Instant coffee manufacturer based in San Francisco

Sudden Coffee were a specialty instant coffee manufacturer based in San Francisco, California, USA. It was founded by Joshua Zloof and Kalle Freese in 2015. The company closed in 2020.

== Background ==
Sudden Coffee was founded by Joshua Zloof and Kalle Freese. Freese & Zloof saw the demand to make properly brewed 'specialty coffee' easily available outside of major metropolitan areas. Sudden Coffee was founded with help from advisors Caterina Fake (co-founder of Flickr) and Jyri Engestrom (co-founder of Jaiku).

In the winter of 2017, Sudden Coffee became the second food company to be accepted by the Y Combinator accelerator.

Sudden Coffee originally started as a monthly subscription service.

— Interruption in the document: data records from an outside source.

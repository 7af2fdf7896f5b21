use std::num::ParseIntError;

use fa2_micheline_utils::MichelineError;

use crate::common::error::ChainClientError;

impl From<reqwest::Error> for ChainClientError {
    fn from(value: reqwest::Error) -> Self {
        ChainClientError::ClientError(value.to_string())
    }
}

impl From<serde_json::error::Error> for ChainClientError {
    fn from(value: serde_json::error::Error) -> Self {
        ChainClientError::ParseError(value.to_string())
    }
}

impl From<ParseIntError> for ChainClientError {
    fn from(value: ParseIntError) -> Self {
        ChainClientError::ParseError(value.to_string())
    }
}

impl From<hex::FromHexError> for ChainClientError {
    fn from(value: hex::FromHexError) -> Self {
        ChainClientError::ParseError(value.to_string())
    }
}

impl From<bs58::decode::Error> for ChainClientError {
    fn from(value: bs58::decode::Error) -> Self {
        ChainClientError::KeyError(value.to_string())
    }
}

impl From<ed25519_dalek::SignatureError> for ChainClientError {
    fn from(value: ed25519_dalek::SignatureError) -> Self {
        ChainClientError::KeyError(value.to_string())
    }
}

impl From<MichelineError> for ChainClientError {
    fn from(value: MichelineError) -> Self {
        ChainClientError::ParseError(value.to_string())
    }
}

== Manufacturing Process ==
Sudden Coffee used single-origin coffee beans, sourced from specialty roasters, including Equator Coffee & Intelligentsia Coffee. Next, the beans are fully brewed into liquid coffee. Sudden Coffee has developed a unique brewing process to brew at a lower temperature (85-90 C) than regular instant coffee, to prevent over-extraction, retaining natural sweetness, fruitiness, and acidity. The coffee is then freeze dried in small batches to give more control over quality. It is then packed by hand in recyclable containers for freshness.